Luke 13:1-5 (ESV):
There were some present at that very time who told him about the Galileans whose blood Pilate had mingled with their sacrifices. And he answered them, “Do you think that these Galileans were worse sinners than all the other Galileans, because they suffered in this way? No, I tell you; but unless you repent, you will all likewise perish. Or those eighteen on whom the tower in Siloam fell and killed them: do you think that they were worse offenders than all the others who lived in Jerusalem? No I tell you; but unless you repent, you will all likewise perish.”
In a sermon to Campus Crusade students at the TCX conference in Minneapolis back in 2003, John Piper preached on this passage. You can find that message here and I would recommend you listening to it. It’s riveting and convicting. Some of what I will say has been adapted from Piper, yet much of it is simply personal reflection over the past four days or so.
On Wednesday, December 5, Robert Hawkins walked into the Westroads Mall in Omaha, Nebraska, and shot and killed eight people, wounded five others, and then turned his AK-47 assault rifle on himself. It was the second deadliest mass shooting in Nebraska history. The scene was literally unbelievable as Nebraskans, and Americans, watched the aftermath unfold.
Personally, I was horrified. I grew up in Omaha and I’ve been to that mall probably hundreds of times. I have been right by the stores where those nine people were murdered. My parents’ neighbor and I talked on Friday night. His wife and two children were at the mall the day before. That’s extremely sobering. And for me, there was only one thought that reverberated through my mind all day and week.
Lord, why them and not me?
You see, the Bible makes it clear that I’m a sinner. “For all have sinned and fall short of the glory of God” (Rom. 3:23). What happens because of this fact? Romans 6:23 says, “For the wages of sin is death.”
I deserve to die. There is nothing in my human nature that deserves to live. That is where my mind was last Wednesday. It could have been me. It should have been me. As John Piper said in the sermon, “Don’t be astonished the tower fell on those Galileans. Be astonished YOU weren’t under the tower!” How humbling is that? How much perspective we lack! Rarely, if ever, is this our first thought in a time of crisis.
Now, what would Jesus say about the shooting? I think Luke 13 speaks for itself. Jesus seems to make it pretty clear. For those eight people, and thousands of others who die everyday, it’s not that “it was their time to go.” Jesus says, “Everyone deserves to go. They deserved to die and so do YOU.”
Don’t hate me for saying this, because God said it first: There are no “innocent” people. There were not eight innocent people shot at the Westroads last week. We are all guilty (see Romans 3 for more on this). This may sound harsh, but if we die at one month, one year, or 100 years, God has done us no wrong. He is perfectly justified at taking us whenever he pleases. As Job said in Job 1:21, “The Lord gives and the Lord takes away. Blessed be the name of the Lord.” And again in Job 2:10, “Shall we receive good from God, and shall we not receive evil? In all this Job did not sin with his lips.” What happened was according to God’s glorious will. Is it hard to take? Most definitely. Is it difficult to understand? It is a mystery. But the Bible says God has accomplishes his purpose, so must I trust and praise him through a situation like this? Yes.

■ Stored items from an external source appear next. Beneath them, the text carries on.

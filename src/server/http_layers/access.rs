//! API key and client IP checks.

use axum::{
    body::Body,
    extract::State,
    http::{header, HeaderMap, Request, StatusCode},
    middleware::Next,
    response::{IntoResponse, Response},
    Json,
};
use serde_json::json;
use std::net::IpAddr;
use thiserror::Error;
use tracing::warn;

use super::peer_ip;
use crate::server::ServerConfig;

pub const API_KEY_HEADER: &str = "x-api-key";

#[derive(Debug, Clone, PartialEq, Eq, Error)]
pub enum AccessDenied {
    #[error("Missing API key")]
    MissingApiKey,

    #[error("Invalid API key")]
    InvalidApiKey,

    #[error("Client address {0} is not allowed")]
    AddressNotAllowed(String),
}

impl AccessDenied {
    pub fn status(&self) -> StatusCode {
        match self {
            AccessDenied::MissingApiKey | AccessDenied::InvalidApiKey => StatusCode::UNAUTHORIZED,
            AccessDenied::AddressNotAllowed(_) => StatusCode::FORBIDDEN,
        }
    }
}

impl IntoResponse for AccessDenied {
    fn into_response(self) -> Response {
        (self.status(), Json(json!({ "error": self.to_string() }))).into_response()
    }
}

/// Key presented as `X-API-Key` or `Authorization: Bearer`.
fn presented_key(headers: &HeaderMap) -> Option<&str> {
    if let Some(key) = headers.get(API_KEY_HEADER).and_then(|v| v.to_str().ok()) {
        return Some(key.trim());
    }
    headers
        .get(header::AUTHORIZATION)
        .and_then(|v| v.to_str().ok())
        .and_then(|v| v.strip_prefix("Bearer "))
        .map(str::trim)
}

pub fn check_api_key(expected: Option<&str>, headers: &HeaderMap) -> Result<(), AccessDenied> {
    let Some(expected) = expected else {
        return Ok(());
    };
    match presented_key(headers) {
        None => Err(AccessDenied::MissingApiKey),
        Some(key) if key == expected => Ok(()),
        Some(_) => Err(AccessDenied::InvalidApiKey),
    }
}

/// An empty allow-list admits everyone; otherwise the peer must be known and listed.
pub fn check_client_ip(allowed: &[IpAddr], client: Option<IpAddr>) -> Result<(), AccessDenied> {
    if allowed.is_empty() {
        return Ok(());
    }
    match client {
        Some(ip) if allowed.contains(&ip) => Ok(()),
        Some(ip) => Err(AccessDenied::AddressNotAllowed(ip.to_string())),
        None => Err(AccessDenied::AddressNotAllowed("unknown".to_string())),
    }
}

pub async fn check_access(
    State(config): State<ServerConfig>,
    request: Request<Body>,
    next: Next,
) -> Response {
    let client = peer_ip(&request);
    let verdict = check_client_ip(&config.allowed_ips, client)
        .and_then(|_| check_api_key(config.api_key.as_deref(), request.headers()));

    match verdict {
        Ok(()) => next.run(request).await,
        Err(denied) => {
            warn!(
                "Rejected {} {} from {:?}: {}",
                request.method(),
                request.uri().path(),
                client,
                denied
            );
            denied.into_response()
        }
    }
}
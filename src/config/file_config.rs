use anyhow::{Context, Result};
use serde::Deserialize;
use std::path::Path;

/// Optional TOML configuration. Every present key overrides the CLI/env value.
#[derive(Debug, Deserialize, Default)]
#[serde(default)]
pub struct FileConfig {
    // Core settings (can override CLI)
    pub host: Option<String>,
    pub port: Option<u16>,
    pub debug: Option<bool>,
    pub mode: Option<String>,
    pub server_name: Option<String>,
    pub server_version: Option<String>,
    pub logging_level: Option<String>,

    // Sections
    pub odoo: Option<OdooFileConfig>,
    pub security: Option<SecurityFileConfig>,
    pub stream: Option<StreamFileConfig>,
}

#[derive(Deserialize, Default, Clone)]
#[serde(default)]
pub struct OdooFileConfig {
    pub url: Option<String>,
    pub database: Option<String>,
    pub username: Option<String>,
    pub password: Option<String>,
    pub timeout_sec: Option<u64>,
}

impl std::fmt::Debug for OdooFileConfig {
    fn fmt(&self, f: &mut std::fmt::Formatter<'_>) -> std::fmt::Result {
        f.debug_struct("OdooFileConfig")
            .field("url", &self.url)
            .field("database", &self.database)
            .field("username", &self.username)
            .field("password", &self.password.as_ref().map(|_| "<redacted>"))
            .field("timeout_sec", &self.timeout_sec)
            .finish()
    }
}

#[derive(Deserialize, Default, Clone)]
#[serde(default)]
pub struct SecurityFileConfig {
    pub api_key: Option<String>,
    pub allowed_ips: Option<Vec<String>>,
    pub cors_origins: Option<Vec<String>>,
    pub rate_limit_requests: Option<u32>,
    pub rate_limit_window_sec: Option<u64>,
}

impl std::fmt::Debug for SecurityFileConfig {
    fn fmt(&self, f: &mut std::fmt::Formatter<'_>) -> std::fmt::Result {
        f.debug_struct("SecurityFileConfig")
            .field("api_key", &self.api_key.as_ref().map(|_| "<redacted>"))
            .field("allowed_ips", &self.allowed_ips)
            .field("cors_origins", &self.cors_origins)
            .field("rate_limit_requests", &self.rate_limit_requests)
            .field("rate_limit_window_sec", &self.rate_limit_window_sec)
            .finish()
    }
}

#[derive(Debug, Deserialize, Default, Clone)]
#[serde(default)]
pub struct StreamFileConfig {
    pub chunk_size: Option<usize>,
    /// Seconds, fractional values allowed.
    pub delay_sec: Option<f64>,
}

impl FileConfig {
    pub fn load(path: &Path) -> Result<Self> {
        let content = std::fs::read_to_string(path)
            .with_context(|| format!("Failed to read config file: {:?}", path))?;
        toml::from_str(&content).with_context(|| format!("Failed to parse config file: {:?}", path))
    }
}
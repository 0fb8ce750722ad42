//! Closed tool catalog and typed tool parameters.

use serde::Deserialize;
use serde_json::{json, Map, Value};
use std::str::FromStr;

use super::mode::PermissionLevel;
use super::protocol::ToolDefinition;

/// Default `limit` of `odoo_search`.
pub const DEFAULT_SEARCH_LIMIT: u64 = 100;

/// Default `format` of `odoo_report`.
pub const DEFAULT_REPORT_FORMAT: &str = "pdf";

#[derive(Debug, Clone, Copy, PartialEq, Eq, Hash)]
pub enum OdooTool {
    Search,
    Create,
    Write,
    Unlink,
    Call,
    FieldsGet,
    Report,
}

impl OdooTool {
    pub const ALL: [OdooTool; 7] = [
        OdooTool::Search,
        OdooTool::Create,
        OdooTool::Write,
        OdooTool::Unlink,
        OdooTool::Call,
        OdooTool::FieldsGet,
        OdooTool::Report,
    ];

    pub fn name(&self) -> &'static str {
        match self {
            OdooTool::Search => "odoo_search",
            OdooTool::Create => "odoo_create",
            OdooTool::Write => "odoo_write",
            OdooTool::Unlink => "odoo_unlink",
            OdooTool::Call => "odoo_call",
            OdooTool::FieldsGet => "odoo_fields_get",
            OdooTool::Report => "odoo_report",
        }
    }

    pub fn description(&self) -> &'static str {
        match self {
            OdooTool::Search => "Search for records in Odoo models",
            OdooTool::Create => "Create a new record in Odoo",
            OdooTool::Write => "Update existing records in Odoo",
            OdooTool::Unlink => "Delete records from Odoo",
            OdooTool::Call => "Call a method on an Odoo model",
            OdooTool::FieldsGet => "Get field definitions for an Odoo model",
            OdooTool::Report => "Generate reports from Odoo",
        }
    }

    /// Parameters that must be present and non-null.
    pub fn required_params(&self) -> &'static [&'static str] {
        match self {
            OdooTool::Search | OdooTool::FieldsGet => &["model"],
            OdooTool::Create => &["model", "values"],
            OdooTool::Write | OdooTool::Unlink => &["model", "ids"],
            OdooTool::Call => &["model", "method"],
            OdooTool::Report => &["report_name", "record_ids"],
        }
    }

    pub fn required_permissions(&self) -> &'static [PermissionLevel] {
        match self {
            OdooTool::Search | OdooTool::FieldsGet => &[PermissionLevel::Read],
            OdooTool::Create | OdooTool::Write => &[PermissionLevel::Write],
            OdooTool::Unlink => &[PermissionLevel::Delete],
            OdooTool::Call | OdooTool::Report => {
                &[PermissionLevel::Read, PermissionLevel::Execute]
            }
        }
    }

    pub fn input_schema(&self) -> Value {
        let model = json!({"type": "string", "description": "Odoo model name (e.g. 'res.partner')"});
        let properties = match self {
            OdooTool::Search => json!({
                "model": model,
                "domain": {"type": "array", "description": "Search domain filters"},
                "fields": {"type": "array", "items": {"type": "string"}, "description": "Fields to retrieve"},
                "limit": {"type": "integer", "description": "Maximum number of records", "default": DEFAULT_SEARCH_LIMIT},
                "offset": {"type": "integer", "description": "Number of records to skip"},
                "order": {"type": "string", "description": "Sort specification (e.g. 'name asc')"}
            }),
            OdooTool::Create => json!({
                "model": model,
                "values": {"type": "object", "description": "Field values for the new record"}
            }),
            OdooTool::Write => json!({
                "model": model,
                "ids": {"type": "array", "items": {"type": "integer"}, "description": "Record IDs to update"},
                "values": {"type": "object", "description": "Field values to update"}
            }),
            OdooTool::Unlink => json!({
                "model": model,
                "ids": {"type": "array", "items": {"type": "integer"}, "description": "Record IDs to delete"}
            }),
            OdooTool::Call => json!({
                "model": model,
                "method": {"type": "string", "description": "Method name to call"},
                "args": {"type": "array", "description": "Positional arguments"},
                "kwargs": {"type": "object", "description": "Keyword arguments"}
            }),
            OdooTool::FieldsGet => json!({
                "model": model,
                "fields": {"type": "array", "items": {"type": "string"}, "description": "Specific fields to describe (optional)"}
            }),
            OdooTool::Report => json!({
                "report_name": {"type": "string", "description": "Report template name"},
                "record_ids": {"type": "array", "items": {"type": "integer"}, "description": "Record IDs for the report"},
                "format": {"type": "string", "description": "Output format (pdf, html, ...)", "default": DEFAULT_REPORT_FORMAT}
            }),
        };

        json!({
            "type": "object",
            "properties": properties,
            "required": self.required_params(),
        })
    }

    pub fn definition(&self) -> ToolDefinition {
        ToolDefinition {
            name: self.name().to_string(),
            description: self.description().to_string(),
            input_schema: self.input_schema(),
        }
    }

    pub fn definitions() -> Vec<ToolDefinition> {
        Self::ALL.iter().map(|tool| tool.definition()).collect()
    }
}

impl FromStr for OdooTool {
    type Err = String;

    fn from_str(s: &str) -> Result<Self, Self::Err> {
        Self::ALL
            .iter()
            .copied()
            .find(|tool| tool.name() == s)
            .ok_or_else(|| s.to_string())
    }
}

// ============================================================================
// Typed parameters
// ============================================================================

fn empty_domain() -> Value {
    json!([])
}

fn default_search_limit() -> u64 {
    DEFAULT_SEARCH_LIMIT
}

fn default_report_format() -> String {
    DEFAULT_REPORT_FORMAT.to_string()
}

#[derive(Debug, Clone, Deserialize)]
pub struct SearchParams {
    pub model: String,
    #[serde(default = "empty_domain")]
    pub domain: Value,
    #[serde(default)]
    pub fields: Vec<String>,
    #[serde(default = "default_search_limit")]
    pub limit: u64,
    #[serde(default)]
    pub offset: Option<u64>,
    #[serde(default)]
    pub order: Option<String>,
}

#[derive(Debug, Clone, Deserialize)]
pub struct CreateParams {
    pub model: String,
    pub values: Map<String, Value>,
}

#[derive(Debug, Clone, Deserialize)]
pub struct WriteParams {
    pub model: String,
    pub ids: Vec<i64>,
    #[serde(default)]
    pub values: Map<String, Value>,
}

#[derive(Debug, Clone, Deserialize)]
pub struct UnlinkParams {
    pub model: String,
    pub ids: Vec<i64>,
}

#[derive(Debug, Clone, Deserialize)]
pub struct CallParams {
    pub model: String,
    pub method: String,
    #[serde(default)]
    pub args: Vec<Value>,
    #[serde(default)]
    pub kwargs: Map<String, Value>,
}

#[derive(Debug, Clone, Deserialize)]
pub struct FieldsGetParams {
    pub model: String,
    #[serde(default)]
    pub fields: Vec<String>,
}

#[derive(Debug, Clone, Deserialize)]
pub struct ReportParams {
    pub report_name: String,
    pub record_ids: Vec<i64>,
    #[serde(default = "default_report_format")]
    pub format: String,
}
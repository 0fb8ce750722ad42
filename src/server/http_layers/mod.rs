mod access;
mod rate_limit;
mod requests_logging;

use axum::{body::Body, extract::ConnectInfo, http::Request};
use std::net::{IpAddr, SocketAddr};

pub use access::{check_access, AccessDenied, API_KEY_HEADER};
pub use rate_limit::{rate_limit, RateLimiter};
pub use requests_logging::{log_requests, RequestsLoggingLevel};

/// Peer address recorded by `into_make_service_with_connect_info`.
fn peer_ip(request: &Request<Body>) -> Option<IpAddr> {
    request
        .extensions()
        .get::<ConnectInfo<SocketAddr>>()
        .map(|ConnectInfo(addr)| addr.ip())
}
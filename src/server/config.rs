use std::net::IpAddr;
use std::time::Duration;

use super::RequestsLoggingLevel;
use crate::mcp::{McpMode, StreamSettings};

/// Settings of the HTTP surface. Built once at startup and never mutated.
#[derive(Clone)]
pub struct ServerConfig {
    pub requests_logging_level: RequestsLoggingLevel,
    pub host: String,
    pub port: u16,
    pub server_name: String,
    pub server_version: String,
    pub mode: McpMode,
    /// When set, every route but `/health` requires this key.
    pub api_key: Option<String>,
    /// Empty means any client address is accepted.
    pub allowed_ips: Vec<IpAddr>,
    /// `*` admits any origin.
    pub cors_origins: Vec<String>,
    pub rate_limit_requests: u32,
    pub rate_limit_window: Duration,
    pub stream: StreamSettings,
}

impl Default for ServerConfig {
    fn default() -> Self {
        ServerConfig {
            requests_logging_level: RequestsLoggingLevel::Path,
            host: "0.0.0.0".to_string(),
            port: 8000,
            server_name: "odoo-mcp-server".to_string(),
            server_version: env!("CARGO_PKG_VERSION").to_string(),
            mode: McpMode::Readonly,
            api_key: None,
            allowed_ips: Vec::new(),
            cors_origins: vec!["*".to_string()],
            rate_limit_requests: 100,
            rate_limit_window: Duration::from_secs(60),
            stream: StreamSettings::default(),
        }
    }
}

What did Jesus say to the people who did not die in the tower catastrophe or by Pilate’s hand? “Repent or you will all likewise perish.” The events at the Westroads have brought me to my knees, more frequently and fervently than usual. It could have been me there. It could have been you. It puts life in perspective and makes you repent of the wickedness that lives in us. When Jesus says, “You will perish” he doesn’t mean physically. Everyone dies physically! If there is no repentance of sin, people die spiritually and are separated from God. Jesus is relating spiritual death to physical death here. “Repent, or you won’t see the Kingdom” is essentially what he means. This should offer hope to us; it should not make us afraid of going to Jesus. Repent! Be broken! Be contrite and reverent before God! This brings life and joy and peace and eternal satisfaction. Events like the shooting at the Westroads should put us on our faces, because God had mercy on us for one more day to confess our need for him and fall more in love with him. If that is not encouraging, I don’t know what is.
Martin Luther said, “Pray hard, for you are quite a sinner.” May that be what God moves our hearts toward when we consider events like this. We cannot control anything, so let us give everything to the King of kings and Lord of lords. And also, may we heed the words of the Lord Jesus when he said:
Come to me all who are weary and heavy laden and I will give you rest. Take my yoke upon you, and learn from me, for I am gentle and lowly in heart, and you will find rest for your souls. For my yoke is easy, and my burden is light.